Apesar da recuperação da atividade pós-pandemia, a economia tende a esfriar em 2023 e não há dinheiro para manter e ampliar os benefícios sociais prometidos por Lula (e também por Bolsonaro).
A escolha do ministro da Economia é por isso considerada fundamental e desafiadora: Lula vai optar por alguém ligado ao PT, mais estatizante e desenvolvimentista, como Fernando Haddad, acabado de sair derrotado da eleição para governador, ou um economista ortodoxo, como Armínio Fraga, presidente do Banco Central de Fernando Henrique Cardoso, ou Henrique Meirelles, ministro da pasta de Michel Temer?

Apesar da recuperação da atividade pós-pandemia, a economia tende a esfriar em 2023.

Para a sua equipa de campanha, a negociação política por um novo Orçamento com o Congresso – que reforçou a tendência de direita nestas eleições – será prioritária já a partir desta semana.

Nas eleições de 2002, os partidos da coligação de Lula conseguiram 25% do plenário. Após a eleição, três formações que não participaram na campanha ocuparam postos no Executivo, ampliando a base lulista para 39%. Os partidos que apoiaram Lula desta vez conquistaram 24% do total. A coligação poderá alcançar 43%, se Lula conseguir a adesão do MDB, de Simone Tebet, e do PDT, de Ciro Gomes, entre outros partidos, sem diferenças irreversíveis para o PT. E acomodar todos esses interesses num Executivo muito provavelmente inchado.

Além disso, negociar com o centrão, conjunto de deputados que se alinha com o presidente, seja ele qual for, em troca de cargos e verbas, será novamente inevitável – essas negociações geraram escândalos como o Mensalão, no primeiro governo Lula, e o Bolsolão, na gestão de Bolsonaro, com elevados prejuízos para os cofres públicos.

Entretanto, Lula terá de enfrentar a desmilitarização do Planalto: a ação de militares e de polícias em operações no dia da eleição a tentar constranger e atrasar eleitores nordestinos, maioritariamente com Lula, mostra o tamanho desse desafio.

Finalmente, o novo presidente vai mudar radicalmente a política de Bolsonaro em áreas como o ambiente, especulando-se o regresso de Marina Silva à pasta, a educação e a cultura, hostilizadas pelo anterior governo, os direitos humanos, até agora nas mãos da pastora evangélica Damares Alves, ou o combate ao racismo, sob liderança de um negacionista da escravatura.
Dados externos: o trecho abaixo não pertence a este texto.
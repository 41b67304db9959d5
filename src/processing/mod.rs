//! Settings reconciliation logic.
//!
//! This module contains the pure computations of a reconciliation pass:
//! - [`dedup`] - route candidate collection and de-duplication
//! - [`overlap`] - pruning routes covered by broader routes
//! - [`builder`] - building the desired settings
//! - [`snapshot`] - comparable snapshots and the rebind decision

mod builder;
mod dedup;
mod overlap;
mod snapshot;

// Re-export public functions
pub use builder::{build_settings, dns_settings, mtu};
pub use dedup::{aggregate_routes, de_duplicate_routes, route_candidates};
pub use overlap::{is_minimal, prune_overlapping};
pub use snapshot::{
    equivalent, needs_interface_rebind, snapshot, AddressEntry, DnsSnapshot, Ipv6Entry,
    RouteEntry, SettingsSnapshot,
};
Nas relações diplomáticas, a ideia é retomar a liderança na América do Sul e apostar em relações multilaterais, depois de Ernesto Araújo, ministro original dos Negócios Estrangeiros de Bolsonaro, ter defendido para o Brasil o papel de “pária internacional”.

Factos e números da eleição:

– Lula é o primeiro político brasileiro a vencer três presidenciais. E o segundo, após Getúlio Vargas, em 1950, a regressar ao poder. Só Getúlio, aliás, esteve mais tempo na presidência do que Lula, mas a maior parte desse período como ditador. Já Bolsonaro é o primeiro presidente a falhar a reeleição.

– O 1,8% de diferença entre Lula e Bolsonaro – pouco mais de dois milhões de votos – constitui a mais apertada margem entre dois candidatos no Brasil. O anterior recorde pertencia a 2014, quando Dilma Rousseff superou Aécio Neves por 3,28% (3,4 milhões de votos).

– Segundo contabilidade do deputado norte-americano Paul Filipelli, Lula superou Joe Biden como o presidente mais votado da história da democracia, com 241 milhões de votos somados em todas as eleições que disputou. Biden tem 218 milhões, Richard Nixon, 188, George W. Bush, 186, e o indonésio Joko Widodo, 159.

– Lula precisou de 120 atualizações dos resultados oficiais até vencer. A primeira parcial, pouco depois das 20h00, indicava 13,36% de vantagem de Bolsonaro sobre Lula: 56,6%-43,3%. A reviravolta ocorreu à 54.ª, quando estavam apurados 75,19% das urnas. Só após as tais 120 o TSE declarou Lula como vencedor.

– Dos 12 Estados que tiveram 2.ª volta para eleição de governador no domingo, em quatro – um terço – o segundo mais votado dia 2 acabou por vencer o rival.

– A eleição de 2022 teve o maior número de votos em candidatos da história brasileira desde a redemocratização, em 1985. Dos 156 milhões de eleitores aptos, 124,1 milhões, ou 75,8% do total, foram às urnas.